Modular Smartphone Cases Lets You Swap in Memory, Speakers and More



We've seen smartphone cases that introduce new features before, and Google's Project Ara has been hard at work on a modular phone, but Nexpaq aims to combine the strengths of both of these things, providing consumers with a smartphone case that can add a variety of different features, and can swap one for another as easily as plugging in a charger.

The device, which is currently seeking funding on Kickstarter, has 12 announced modules so far, including an amplified speaker, super LED flashlight, temperature and humidity reader, USB flash connector, laser pointer and even a breathalyser, and the company promises more to come.

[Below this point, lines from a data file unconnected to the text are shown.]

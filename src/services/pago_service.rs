//! Servicio de pagos
//!
//! Un registro admite a lo más un pago, y solo una vez cerrado: el monto
//! depende de la hora de salida.

use chrono::{DateTime, Utc};
use validator::{Validate, ValidationErrors};

use super::tarifa::Tarifa;
use crate::models::{Entidad, Pago, PagoDetalle, PatchPago, Registro};
use crate::repositories::ParkingStore;
use crate::utils::errors::{conflict_error, not_found_error, AppError, AppResult};
use crate::utils::validation::validate_non_negative;

pub const PAGO_DUPLICADO: &str = "El registro ya tiene un pago.";
pub const REGISTRO_ABIERTO: &str = "El registro sigue abierto.";

pub struct PagoService<'a, S: ParkingStore> {
    store: &'a mut S,
    tarifa: Tarifa,
}

impl<'a, S: ParkingStore> PagoService<'a, S> {
    pub fn new(store: &'a mut S) -> Self {
        Self {
            store,
            tarifa: Tarifa::default(),
        }
    }

    pub fn with_tarifa(mut self, tarifa: Tarifa) -> Self {
        self.tarifa = tarifa;
        self
    }

    pub async fn find_all(&mut self) -> AppResult<Vec<Pago>> {
        self.store.find_pagos().await
    }

    pub async fn find_by_id(&mut self, id: i64) -> AppResult<Pago> {
        self.store
            .find_pago(id)
            .await?
            .ok_or_else(|| not_found_error(Pago::RECURSO, id))
    }

    pub async fn find_by_metodo(&mut self, metodo: &str) -> AppResult<Vec<Pago>> {
        self.store.find_pagos_by_metodo(metodo).await
    }

    pub async fn find_between(
        &mut self,
        desde: DateTime<Utc>,
        hasta: DateTime<Utc>,
    ) -> AppResult<Vec<Pago>> {
        self.store.find_pagos_between(desde, hasta).await
    }

    pub async fn find_by_registro(&mut self, registro_id: i64) -> AppResult<Pago> {
        self.store
            .find_pago_by_registro(registro_id)
            .await?
            .ok_or_else(|| {
                AppError::NotFound(format!(
                    "Pago del registro '{}' no encontrado",
                    registro_id
                ))
            })
    }

    pub async fn exists_for_registro(&mut self, registro_id: i64) -> AppResult<bool> {
        self.store.exists_pago_by_registro(registro_id).await
    }

    /// Pagos junto a la estadía y la patente que los originaron
    pub async fn find_detalle(&mut self) -> AppResult<Vec<PagoDetalle>> {
        self.store.find_pago_detalle().await
    }

    /// Cobra un registro cerrado según la tarifa vigente
    pub async fn create_payment(&mut self, registro_id: i64, metodo: &str) -> AppResult<Pago> {
        let registro = self
            .store
            .find_registro(registro_id)
            .await?
            .ok_or_else(|| not_found_error(Registro::RECURSO, registro_id))?;

        if self.store.exists_pago_by_registro(registro_id).await? {
            return Err(conflict_error(PAGO_DUPLICADO));
        }
        let salida = registro
            .hora_salida
            .ok_or_else(|| conflict_error(REGISTRO_ABIERTO))?;

        let pago = Pago {
            id: 0,
            fecha_pago: Utc::now(),
            monto: self.tarifa.calcular(registro.hora_llegada, salida),
            metodo: metodo.to_string(),
            registro_id,
        };
        pago.validate()?;

        let saved = self.store.save_pago(pago).await?;
        tracing::info!(
            "Pago {} de {} registrado para el registro {}",
            saved.id,
            saved.monto,
            registro_id
        );
        Ok(saved)
    }

    pub async fn save(&mut self, pago: Pago) -> AppResult<Pago> {
        pago.validate()?;
        if let Err(error) = validate_non_negative(pago.monto) {
            let mut errors = ValidationErrors::new();
            errors.add("monto", error);
            return Err(errors.into());
        }

        let registro = self
            .store
            .find_registro(pago.registro_id)
            .await?
            .ok_or_else(|| not_found_error(Registro::RECURSO, pago.registro_id))?;
        if let Some(otro) = self.store.find_pago_by_registro(pago.registro_id).await? {
            if otro.id != pago.id {
                return Err(conflict_error(PAGO_DUPLICADO));
            }
        }

        if registro.is_open() {
            return Err(conflict_error(REGISTRO_ABIERTO));
        }

        let saved = self.store.save_pago(pago).await?;
        tracing::info!("Pago {} guardado", saved.id);
        Ok(saved)
    }

    pub async fn update(&mut self, id: i64, mut pago: Pago) -> AppResult<Pago> {
        self.find_by_id(id).await?;
        pago.id = id;
        self.save(pago).await
    }

    pub async fn patch(&mut self, id: i64, patch: PatchPago) -> AppResult<Pago> {
        patch.validate()?;
        let mut pago = self.find_by_id(id).await?;
        patch.apply_to(&mut pago);
        self.save(pago).await
    }

    pub async fn delete(&mut self, id: i64) -> AppResult<()> {
        self.find_by_id(id).await?;
        self.store.delete_pago(id).await
    }

    pub async fn delete_by_registro(&mut self, registro_id: i64) -> AppResult<()> {
        if let Some(pago) = self.store.find_pago_by_registro(registro_id).await? {
            self.store.delete_pago(pago.id).await?;
        }
        Ok(())
    }
}

#[cfg(test)]
mod tests {
    use super::*;
    use crate::models::{Auto, Usuario};
    use crate::repositories::MemoryStore;
    use chrono::Duration;
    use rust_decimal::Decimal;

    async fn registro(store: &mut MemoryStore, cerrado: bool) -> Registro {
        let usuario = store
            .save_usuario(Usuario {
                id: 0,
                run: "33333333".to_string(),
                nombre_completo: "luis soto".to_string(),
                correo: "luis@correo.cl".to_string(),
                password: "hash".to_string(),
            })
            .await
            .unwrap();
        let auto = store
            .save_auto(Auto {
                id: 0,
                patente: "PQRS34".to_string(),
                usuario_id: usuario.id,
            })
            .await
            .unwrap();
        let llegada = Utc::now() - Duration::minutes(90);
        let mut registro = Registro::open(auto.id, llegada);
        if cerrado {
            registro.hora_salida = Some(Utc::now());
        }
        store.save_registro(registro).await.unwrap()
    }

    #[tokio::test]
    async fn test_create_payment_uses_tarifa() {
        let mut store = MemoryStore::new();
        let registro = registro(&mut store, true).await;
        let mut service = PagoService::new(&mut store)
            .with_tarifa(Tarifa::new(Decimal::new(1000, 0), Decimal::new(500, 0)));

        let pago = service.create_payment(registro.id, "debito").await.unwrap();

        assert_eq!(pago.monto, Decimal::new(2000, 0));
        assert_eq!(pago.metodo, "debito");
        assert!(service.exists_for_registro(registro.id).await.unwrap());
        assert_eq!(service.find_by_registro(registro.id).await.unwrap(), pago);
    }

    #[tokio::test]
    async fn test_second_payment_is_conflict() {
        let mut store = MemoryStore::new();
        let registro = registro(&mut store, true).await;
        let mut service = PagoService::new(&mut store);

        service.create_payment(registro.id, "efectivo").await.unwrap();
        let result = service.create_payment(registro.id, "efectivo").await;

        assert!(matches!(result, Err(AppError::Conflict(_))));
    }

    #[tokio::test]
    async fn test_open_registro_cannot_be_paid() {
        let mut store = MemoryStore::new();
        let registro = registro(&mut store, false).await;
        let mut service = PagoService::new(&mut store);

        let result = service.create_payment(registro.id, "efectivo").await;
        assert!(matches!(result, Err(AppError::Conflict(_))));
    }

    #[tokio::test]
    async fn test_missing_registro_is_not_found() {
        let mut store = MemoryStore::new();
        let mut service = PagoService::new(&mut store);

        let result = service.create_payment(404, "efectivo").await;
        assert!(matches!(result, Err(AppError::NotFound(_))));
    }

    #[tokio::test]
    async fn test_negative_amount_is_rejected() {
        let mut store = MemoryStore::new();
        let registro = registro(&mut store, true).await;
        let mut service = PagoService::new(&mut store);

        let result = service
            .save(Pago {
                id: 0,
                fecha_pago: Utc::now(),
                monto: Decimal::new(-1, 0),
                metodo: "efectivo".to_string(),
                registro_id: registro.id,
            })
            .await;
        assert!(matches!(result, Err(AppError::Validation(_))));
    }

    #[tokio::test]
    async fn test_save_on_open_registro_is_conflict() {
        let mut store = MemoryStore::new();
        let registro = registro(&mut store, false).await;
        let mut service = PagoService::new(&mut store);

        let result = service
            .save(Pago {
                id: 0,
                fecha_pago: Utc::now(),
                monto: Decimal::new(2000, 0),
                metodo: "efectivo".to_string(),
                registro_id: registro.id,
            })
            .await;

        match result {
            Err(AppError::Conflict(msg)) => assert_eq!(msg, REGISTRO_ABIERTO),
            other => panic!("unexpected result: {:?}", other),
        }
    }

    #[tokio::test]
    async fn test_patch_metodo_keeps_other_fields() {
        let mut store = MemoryStore::new();
        let registro = registro(&mut store, true).await;
        let mut service = PagoService::new(&mut store);
        let pago = service.create_payment(registro.id, "efectivo").await.unwrap();

        let patched = service
            .patch(
                pago.id,
                PatchPago {
                    metodo: Some("transferencia".to_string()),
                    ..Default::default()
                },
            )
            .await
            .unwrap();

        assert_eq!(patched.metodo, "transferencia");
        assert_eq!(patched.monto, pago.monto);
        assert_eq!(patched.fecha_pago, pago.fecha_pago);
        assert_eq!(patched.registro_id, pago.registro_id);

        let missing = service
            .patch(
                pago.id + 1000,
                PatchPago {
                    metodo: Some("debito".to_string()),
                    ..Default::default()
                },
            )
            .await;
        assert!(matches!(missing, Err(AppError::NotFound(_))));
    }

    #[tokio::test]
    async fn test_patch_onto_paid_registro_is_conflict() {
        let mut store = MemoryStore::new();
        let primero = registro(&mut store, true).await;
        let mut segundo = Registro::open(primero.auto_id, Utc::now() - Duration::minutes(30));
        segundo.hora_salida = Some(Utc::now());
        let segundo = store.save_registro(segundo).await.unwrap();

        let mut service = PagoService::new(&mut store);
        service.create_payment(primero.id, "efectivo").await.unwrap();
        let otro = service.create_payment(segundo.id, "debito").await.unwrap();

        let result = service
            .patch(
                otro.id,
                PatchPago {
                    registro_id: Some(primero.id),
                    ..Default::default()
                },
            )
            .await;

        match result {
            Err(AppError::Conflict(msg)) => assert_eq!(msg, PAGO_DUPLICADO),
            other => panic!("unexpected result: {:?}", other),
        }
        assert_eq!(service.find_by_id(otro.id).await.unwrap().registro_id, segundo.id);
    }

    #[tokio::test]
    async fn test_detalle_and_filters() {
        let mut store = MemoryStore::new();
        let registro = registro(&mut store, true).await;
        let mut service = PagoService::new(&mut store);
        let pago = service.create_payment(registro.id, "credito").await.unwrap();

        let detalle = service.find_detalle().await.unwrap();
        assert_eq!(detalle.len(), 1);
        assert_eq!(detalle[0].patente, "PQRS34");
        assert_eq!(detalle[0].pago_id, pago.id);

        assert_eq!(service.find_by_metodo("credito").await.unwrap(), vec![pago.clone()]);
        let hoy = service
            .find_between(Utc::now() - Duration::hours(1), Utc::now() + Duration::hours(1))
            .await
            .unwrap();
        assert_eq!(hoy, vec![pago]);

        service.delete_by_registro(registro.id).await.unwrap();
        assert!(!service.exists_for_registro(registro.id).await.unwrap());
    }
}
//! Módulo de base de datos
//!
//! Maneja la conexión y las migraciones de PostgreSQL

pub mod connection;

pub use connection::{create_pool, run_migrations};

The case which the various modules connect to includes a battery to not only power the new features, but boost existing battery life by 30 to 60 per cent, and will initially be available for iPhone 6, Samsung Galaxy S5 and S6 Edge. The modules can even be swapped between iOS and Android phones for users who have more than one phone, or want to exchange modules with friends.

verona comboTinder-style App Lets Israelis and Palestinians Swipe Right for Peace

Ending the Israeli-Palestinian conflict? There's an app for that, apparently. Verona, a Tinder-style matchmaking app is hoping that it can help encourage a dialogue between residents of the two states, and possibly even lead to some romances blossoming between the two sides.

Users identify themselves as Israeli, Palestinian or other, complete a profile and can then browse other users, swiping right if they think the person is interesting. When mutual 'likes' occur, the app connects the users for a conversation, hoping to bridge the gap between the two populations and develop understanding between everyday people on both sides.

While the free Android app doesn't advertise itself as a romantic matchmaking app, but as a "fun way for Israelis and Palestinians to connect", the Tinder-style interface could well lead to some romantic liaisons between residents, as well as world peace.